#### [WHAT IS NEEDED]
Find every line containing the word "argument" in the records below; report only how many there are.

Collection entries:
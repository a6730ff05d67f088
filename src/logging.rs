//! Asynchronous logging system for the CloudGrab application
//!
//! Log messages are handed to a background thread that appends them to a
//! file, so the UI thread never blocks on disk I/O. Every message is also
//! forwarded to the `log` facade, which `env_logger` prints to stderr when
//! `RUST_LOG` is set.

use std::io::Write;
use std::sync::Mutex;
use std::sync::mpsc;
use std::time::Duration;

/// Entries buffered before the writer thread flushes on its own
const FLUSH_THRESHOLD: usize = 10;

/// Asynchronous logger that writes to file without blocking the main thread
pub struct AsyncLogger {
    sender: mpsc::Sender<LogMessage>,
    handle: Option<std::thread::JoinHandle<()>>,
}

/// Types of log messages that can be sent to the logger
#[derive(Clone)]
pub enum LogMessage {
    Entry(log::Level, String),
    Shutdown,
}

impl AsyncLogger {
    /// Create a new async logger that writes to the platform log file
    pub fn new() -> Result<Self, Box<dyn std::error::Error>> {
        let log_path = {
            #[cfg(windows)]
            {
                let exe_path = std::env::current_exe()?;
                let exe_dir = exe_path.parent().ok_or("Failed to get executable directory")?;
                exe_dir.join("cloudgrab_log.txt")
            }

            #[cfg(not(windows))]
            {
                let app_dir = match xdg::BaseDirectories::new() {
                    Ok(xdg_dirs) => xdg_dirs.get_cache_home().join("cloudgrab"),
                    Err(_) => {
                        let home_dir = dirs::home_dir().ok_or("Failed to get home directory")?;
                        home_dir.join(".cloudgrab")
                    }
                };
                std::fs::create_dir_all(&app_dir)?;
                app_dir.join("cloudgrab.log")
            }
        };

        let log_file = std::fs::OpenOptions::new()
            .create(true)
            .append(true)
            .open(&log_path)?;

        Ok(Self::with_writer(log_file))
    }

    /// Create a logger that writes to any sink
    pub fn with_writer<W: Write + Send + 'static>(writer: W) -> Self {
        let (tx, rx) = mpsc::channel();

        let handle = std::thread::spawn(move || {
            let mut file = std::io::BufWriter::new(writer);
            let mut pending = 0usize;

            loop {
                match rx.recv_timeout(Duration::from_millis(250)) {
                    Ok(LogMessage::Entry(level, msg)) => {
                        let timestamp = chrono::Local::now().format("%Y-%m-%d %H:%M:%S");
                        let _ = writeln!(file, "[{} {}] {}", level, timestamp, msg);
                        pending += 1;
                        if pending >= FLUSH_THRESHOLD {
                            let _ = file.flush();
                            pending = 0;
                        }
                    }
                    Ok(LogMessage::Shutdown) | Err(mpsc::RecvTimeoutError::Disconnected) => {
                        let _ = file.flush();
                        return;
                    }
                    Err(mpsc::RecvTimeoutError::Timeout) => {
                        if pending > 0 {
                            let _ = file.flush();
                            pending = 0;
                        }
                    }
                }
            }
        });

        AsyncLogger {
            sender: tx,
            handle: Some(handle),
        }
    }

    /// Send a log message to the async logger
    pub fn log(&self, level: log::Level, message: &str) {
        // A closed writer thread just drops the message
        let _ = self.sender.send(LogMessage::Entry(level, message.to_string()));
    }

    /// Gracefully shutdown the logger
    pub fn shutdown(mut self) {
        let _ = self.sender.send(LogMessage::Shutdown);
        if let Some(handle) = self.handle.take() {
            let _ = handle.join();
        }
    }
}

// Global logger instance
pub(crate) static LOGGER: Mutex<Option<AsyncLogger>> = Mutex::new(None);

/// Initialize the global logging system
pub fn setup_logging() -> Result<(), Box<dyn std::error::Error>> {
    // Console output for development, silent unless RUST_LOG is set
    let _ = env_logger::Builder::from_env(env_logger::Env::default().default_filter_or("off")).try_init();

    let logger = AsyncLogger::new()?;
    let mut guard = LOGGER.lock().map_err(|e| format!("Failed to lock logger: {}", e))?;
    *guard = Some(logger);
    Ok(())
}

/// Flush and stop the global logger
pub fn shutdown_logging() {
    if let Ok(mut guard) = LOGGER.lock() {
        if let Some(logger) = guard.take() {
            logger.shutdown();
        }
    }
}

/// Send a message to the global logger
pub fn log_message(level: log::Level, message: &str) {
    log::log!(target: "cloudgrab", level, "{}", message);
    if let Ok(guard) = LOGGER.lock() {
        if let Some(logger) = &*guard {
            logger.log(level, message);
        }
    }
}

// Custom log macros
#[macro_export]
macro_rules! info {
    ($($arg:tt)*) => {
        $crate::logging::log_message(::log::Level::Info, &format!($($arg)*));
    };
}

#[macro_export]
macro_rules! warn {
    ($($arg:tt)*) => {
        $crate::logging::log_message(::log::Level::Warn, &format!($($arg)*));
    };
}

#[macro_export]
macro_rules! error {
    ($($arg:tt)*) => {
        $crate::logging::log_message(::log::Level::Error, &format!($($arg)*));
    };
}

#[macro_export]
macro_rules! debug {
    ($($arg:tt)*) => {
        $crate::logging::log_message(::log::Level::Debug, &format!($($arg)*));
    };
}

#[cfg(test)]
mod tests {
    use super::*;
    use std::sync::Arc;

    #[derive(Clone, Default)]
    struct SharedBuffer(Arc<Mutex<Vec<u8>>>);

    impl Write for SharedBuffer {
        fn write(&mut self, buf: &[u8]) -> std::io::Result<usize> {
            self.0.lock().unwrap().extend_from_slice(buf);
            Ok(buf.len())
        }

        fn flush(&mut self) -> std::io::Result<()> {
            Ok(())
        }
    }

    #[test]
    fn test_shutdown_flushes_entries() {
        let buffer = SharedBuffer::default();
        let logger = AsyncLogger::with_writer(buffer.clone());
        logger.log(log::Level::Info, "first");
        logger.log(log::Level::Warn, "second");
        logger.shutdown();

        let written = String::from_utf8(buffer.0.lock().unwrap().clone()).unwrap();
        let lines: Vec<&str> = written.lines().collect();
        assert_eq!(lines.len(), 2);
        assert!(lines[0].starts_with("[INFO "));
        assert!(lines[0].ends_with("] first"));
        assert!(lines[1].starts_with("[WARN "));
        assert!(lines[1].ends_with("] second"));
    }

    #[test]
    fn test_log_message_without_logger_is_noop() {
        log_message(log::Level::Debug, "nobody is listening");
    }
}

...

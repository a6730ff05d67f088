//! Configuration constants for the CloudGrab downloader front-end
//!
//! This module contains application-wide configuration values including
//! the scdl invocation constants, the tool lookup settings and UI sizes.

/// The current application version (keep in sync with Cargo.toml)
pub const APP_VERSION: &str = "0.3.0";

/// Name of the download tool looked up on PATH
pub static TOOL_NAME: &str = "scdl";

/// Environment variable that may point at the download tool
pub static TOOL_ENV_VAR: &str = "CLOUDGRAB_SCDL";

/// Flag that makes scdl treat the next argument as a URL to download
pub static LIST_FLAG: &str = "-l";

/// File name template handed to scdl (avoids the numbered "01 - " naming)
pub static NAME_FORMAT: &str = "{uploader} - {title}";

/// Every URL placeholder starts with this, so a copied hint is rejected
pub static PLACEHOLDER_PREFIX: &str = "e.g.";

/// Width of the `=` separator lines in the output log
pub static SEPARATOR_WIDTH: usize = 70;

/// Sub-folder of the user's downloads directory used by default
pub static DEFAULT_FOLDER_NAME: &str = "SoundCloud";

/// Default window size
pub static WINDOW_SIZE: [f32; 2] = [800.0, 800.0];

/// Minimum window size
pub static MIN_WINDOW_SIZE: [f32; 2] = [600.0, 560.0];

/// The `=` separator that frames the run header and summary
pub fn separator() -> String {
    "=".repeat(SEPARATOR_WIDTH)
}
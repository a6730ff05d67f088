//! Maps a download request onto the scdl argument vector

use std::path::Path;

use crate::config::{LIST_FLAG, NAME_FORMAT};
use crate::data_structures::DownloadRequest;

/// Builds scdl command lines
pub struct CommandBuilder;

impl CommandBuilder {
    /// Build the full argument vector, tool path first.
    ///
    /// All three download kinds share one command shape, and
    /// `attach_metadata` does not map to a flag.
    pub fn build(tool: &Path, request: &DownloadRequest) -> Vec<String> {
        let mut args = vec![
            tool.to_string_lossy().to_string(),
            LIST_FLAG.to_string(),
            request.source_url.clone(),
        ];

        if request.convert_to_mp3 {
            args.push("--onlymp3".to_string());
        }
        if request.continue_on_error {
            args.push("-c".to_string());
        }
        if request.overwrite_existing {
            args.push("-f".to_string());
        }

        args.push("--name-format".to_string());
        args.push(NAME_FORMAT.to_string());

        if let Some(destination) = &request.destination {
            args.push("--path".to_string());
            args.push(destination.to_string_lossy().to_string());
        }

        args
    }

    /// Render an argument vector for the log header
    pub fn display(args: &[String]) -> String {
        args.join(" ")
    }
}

* * *

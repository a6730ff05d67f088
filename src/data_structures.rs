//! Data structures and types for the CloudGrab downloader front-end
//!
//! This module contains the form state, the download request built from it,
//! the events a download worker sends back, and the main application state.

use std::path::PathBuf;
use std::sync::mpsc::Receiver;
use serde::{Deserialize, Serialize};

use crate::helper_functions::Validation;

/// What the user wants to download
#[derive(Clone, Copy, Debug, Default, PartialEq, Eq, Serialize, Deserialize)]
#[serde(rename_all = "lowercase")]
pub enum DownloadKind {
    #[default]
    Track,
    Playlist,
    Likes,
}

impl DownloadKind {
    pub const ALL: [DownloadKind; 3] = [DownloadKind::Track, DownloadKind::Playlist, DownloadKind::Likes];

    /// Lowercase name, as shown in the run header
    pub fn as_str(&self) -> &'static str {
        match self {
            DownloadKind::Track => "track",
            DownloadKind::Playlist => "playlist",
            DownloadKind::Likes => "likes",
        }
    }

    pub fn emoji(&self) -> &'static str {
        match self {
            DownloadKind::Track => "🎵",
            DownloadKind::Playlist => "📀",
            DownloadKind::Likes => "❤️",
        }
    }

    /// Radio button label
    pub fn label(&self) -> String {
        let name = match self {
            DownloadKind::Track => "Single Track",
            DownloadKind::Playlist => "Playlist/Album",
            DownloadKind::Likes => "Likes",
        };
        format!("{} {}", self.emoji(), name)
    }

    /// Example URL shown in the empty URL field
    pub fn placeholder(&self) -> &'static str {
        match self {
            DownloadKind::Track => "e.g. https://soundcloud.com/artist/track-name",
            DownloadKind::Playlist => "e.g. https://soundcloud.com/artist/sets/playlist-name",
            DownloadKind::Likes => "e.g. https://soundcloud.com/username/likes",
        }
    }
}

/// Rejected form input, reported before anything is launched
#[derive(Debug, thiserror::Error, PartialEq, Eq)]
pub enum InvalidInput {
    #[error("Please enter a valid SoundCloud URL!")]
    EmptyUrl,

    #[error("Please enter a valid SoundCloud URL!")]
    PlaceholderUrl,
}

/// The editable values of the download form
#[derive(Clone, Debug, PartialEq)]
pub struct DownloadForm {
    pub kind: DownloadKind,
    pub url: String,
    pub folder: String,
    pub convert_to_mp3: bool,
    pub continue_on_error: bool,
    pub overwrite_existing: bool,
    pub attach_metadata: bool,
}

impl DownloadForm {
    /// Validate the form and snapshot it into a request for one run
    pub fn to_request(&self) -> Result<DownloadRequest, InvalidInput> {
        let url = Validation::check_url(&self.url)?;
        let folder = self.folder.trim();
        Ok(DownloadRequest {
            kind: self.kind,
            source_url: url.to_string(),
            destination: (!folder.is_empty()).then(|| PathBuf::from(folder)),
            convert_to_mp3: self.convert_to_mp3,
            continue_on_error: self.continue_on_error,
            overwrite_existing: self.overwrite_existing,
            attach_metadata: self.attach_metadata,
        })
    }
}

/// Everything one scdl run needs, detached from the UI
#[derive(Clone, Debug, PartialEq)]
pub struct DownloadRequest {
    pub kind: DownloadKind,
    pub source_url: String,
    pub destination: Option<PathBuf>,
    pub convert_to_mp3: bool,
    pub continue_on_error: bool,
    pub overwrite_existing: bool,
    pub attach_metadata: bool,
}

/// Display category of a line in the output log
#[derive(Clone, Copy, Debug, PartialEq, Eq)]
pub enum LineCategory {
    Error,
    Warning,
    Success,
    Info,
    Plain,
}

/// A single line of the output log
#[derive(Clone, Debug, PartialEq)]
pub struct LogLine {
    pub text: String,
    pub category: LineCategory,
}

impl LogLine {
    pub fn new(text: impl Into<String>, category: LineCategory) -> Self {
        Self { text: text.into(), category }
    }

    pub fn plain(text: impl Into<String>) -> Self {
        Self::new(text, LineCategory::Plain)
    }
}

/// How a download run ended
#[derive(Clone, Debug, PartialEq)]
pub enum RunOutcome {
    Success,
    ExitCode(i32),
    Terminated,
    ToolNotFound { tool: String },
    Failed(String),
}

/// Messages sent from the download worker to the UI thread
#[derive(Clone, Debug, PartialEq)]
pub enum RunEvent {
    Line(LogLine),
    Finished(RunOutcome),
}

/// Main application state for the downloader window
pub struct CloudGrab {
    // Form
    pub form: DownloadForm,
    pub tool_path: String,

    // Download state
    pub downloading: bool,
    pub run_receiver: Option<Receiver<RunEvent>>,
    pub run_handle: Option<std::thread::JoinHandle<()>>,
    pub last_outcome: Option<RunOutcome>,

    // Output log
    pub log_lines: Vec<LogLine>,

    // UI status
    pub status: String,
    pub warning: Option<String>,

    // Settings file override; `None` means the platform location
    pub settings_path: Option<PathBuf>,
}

#### [RESULT FOR THIS EXERCISE]
4